[EDITORIALS]Little will to reformThe government plan for privatizing the railroads and power generation and gas industries has essentially been scrapped. The plan to merge the Korea Housing Corporation with the Korea Land Corporation has also been discarded. The restructuring plans designed to streamline public sector industries are coming to a halt without reasonable explanations or alternatives.
The government says it decided to re-examine the plan to merge the housing and land corporations because the effects of integration are questionable and other reasons to keep them separate have emerged. But the merger has been promoted for five years and there have been no changes in circumstances nor management improvements that could justify a cancellation. The two corporations have 20 trillion won ($16.5 billion) in debts. They find it hard to pay the interest on those borrowings. There is ample reason to say that the Ministry of Construction and Transportation abandoned the plan to cater to the interests of the new regime and labor instead of fostering national competitiveness.

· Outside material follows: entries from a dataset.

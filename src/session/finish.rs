//! Finish screen state and save payload assembly

use chrono::{NaiveDate, Utc};
use rand::seq::SliceRandom;

use crate::models::{CreateTrainingSessionRequest, TrainingSession, WireSet, WireWorkout};

/// Where the save of a finished session stands
#[derive(Debug, Clone, PartialEq, Eq, Default)]
pub enum SaveStatus {
    #[default]
    Idle,
    Saving,
    Failed(String),
    /// Saved; carries the record id when the server returned one
    Saved(Option<i64>),
}

impl SaveStatus {
    pub fn is_saving(&self) -> bool {
        matches!(self, SaveStatus::Saving)
    }
}

#[derive(Debug, Clone, Copy, PartialEq, Eq)]
pub struct Quote {
    pub text: &'static str,
    pub author: &'static str,
}

pub const QUOTES: &[Quote] = &[
    Quote {
        text: "We don't run away because it is hard. It becomes hard because we run away.",
        author: "William James, psychologist",
    },
    Quote {
        text: "Success is going from failure to failure without losing your enthusiasm.",
        author: "Winston Churchill",
    },
    Quote {
        text: "If you think you can, you can. If you think you can't, you can't.",
        author: "Pablo Picasso",
    },
    Quote {
        text: "Genius is one percent inspiration and ninety-nine percent perspiration.",
        author: "Thomas Edison",
    },
    Quote {
        text: "Never put off till tomorrow what you can do today.",
        author: "Benjamin Franklin",
    },
    Quote {
        text: "Stepped on or beaten down, keep working and it will bear fruit someday.",
        author: "Masuda Kozo, shogi player",
    },
    Quote {
        text: "More important than beating the opponent is always levelling yourself up.",
        author: "Nomura Katsuya, baseball manager",
    },
    Quote {
        text: "No pain, no glory.",
        author: "Kuroda Hiroki, pitcher",
    },
    Quote {
        text: "The distance you ran will never betray you.",
        author: "Noguchi Mizuki, marathon gold medalist",
    },
];

/// Pick a motivational quote at random
pub fn random_quote() -> Quote {
    QUOTES
        .choose(&mut rand::thread_rng())
        .copied()
        .unwrap_or(QUOTES[0])
}

/// Notes, save progress and discard confirmation of the finish screen
#[derive(Debug, Clone)]
pub struct FinishState {
    pub notes: String,
    pub status: SaveStatus,
    pub confirm_discard: bool,
    pub quote: Quote,
}

impl FinishState {
    pub fn new() -> Self {
        Self {
            notes: String::new(),
            status: SaveStatus::Idle,
            confirm_discard: false,
            quote: random_quote(),
        }
    }
}

impl Default for FinishState {
    fn default() -> Self {
        Self::new()
    }
}

/// Totals shown on the finish screen
#[derive(Debug, Clone, Copy, PartialEq)]
pub struct SessionSummary {
    pub exercises: usize,
    pub planned_sets: usize,
    pub done_sets: usize,
    pub volume: f64,
    pub distance: f64,
}

impl SessionSummary {
    pub fn of(session: &TrainingSession) -> Self {
        Self {
            exercises: session.exercises.len(),
            planned_sets: session.total_sets(),
            done_sets: session.done_sets(),
            volume: session.total_volume(),
            distance: session.total_distance(),
        }
    }
}

/// Today's date in UTC, the date the record is filed under
pub fn today() -> NaiveDate {
    Utc::now().date_naive()
}

/// Build the save payload.
///
/// Every exercise is included, each with only its done sets in order. A set
/// without its own memo takes the session notes; the memo is left out when
/// both are empty.
pub fn build_request(
    session: &TrainingSession,
    notes: &str,
    date: NaiveDate,
) -> CreateTrainingSessionRequest {
    let notes = notes.trim();
    let workouts = session
        .exercises
        .iter()
        .map(|exercise| WireWorkout {
            id: None,
            menu: exercise.name.clone(),
            kind: exercise.kind,
            unit: exercise.unit.clone(),
            memo: exercise.memo.clone(),
            sets: exercise
                .sets()
                .iter()
                .filter(|s| s.done)
                .map(|s| {
                    let memo = s
                        .memo
                        .clone()
                        .filter(|m| !m.is_empty())
                        .or_else(|| (!notes.is_empty()).then(|| notes.to_string()));
                    WireSet::from_values(&s.values, memo)
                })
                .collect(),
        })
        .collect();

    CreateTrainingSessionRequest {
        myset_id: session.id,
        date: date.format("%Y-%m-%d").to_string(),
        workouts,
    }
}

The privatization of public industries was decided following a national consensus that management there should be improved. Eight of 11 corporations have been privatized. As can be seen at POSCO and KT, the results were successful. Persuasive reasons or alternatives should be presented for stopping now. The government plans to put railroad operation under a public corporation. But the plan is not transparent and there is no plan to deal with the 600 to 700 billion won annual deficit. The power generation sector has been split up on the assumption that privatization would follow. If the plan is scrapped now, a lot of time and money has been wasted.
Privatization was decided upon after 10 years of work. Without a change in public opinion, this action by a new administration appears capricious. And what of foreign investor confidence? For international competitiveness, the public sector needs reform. It is a symbol of ineffectiveness with parachute appointments, militant unions and political influence. Giving up privatization amounts to giving up national competitiveness.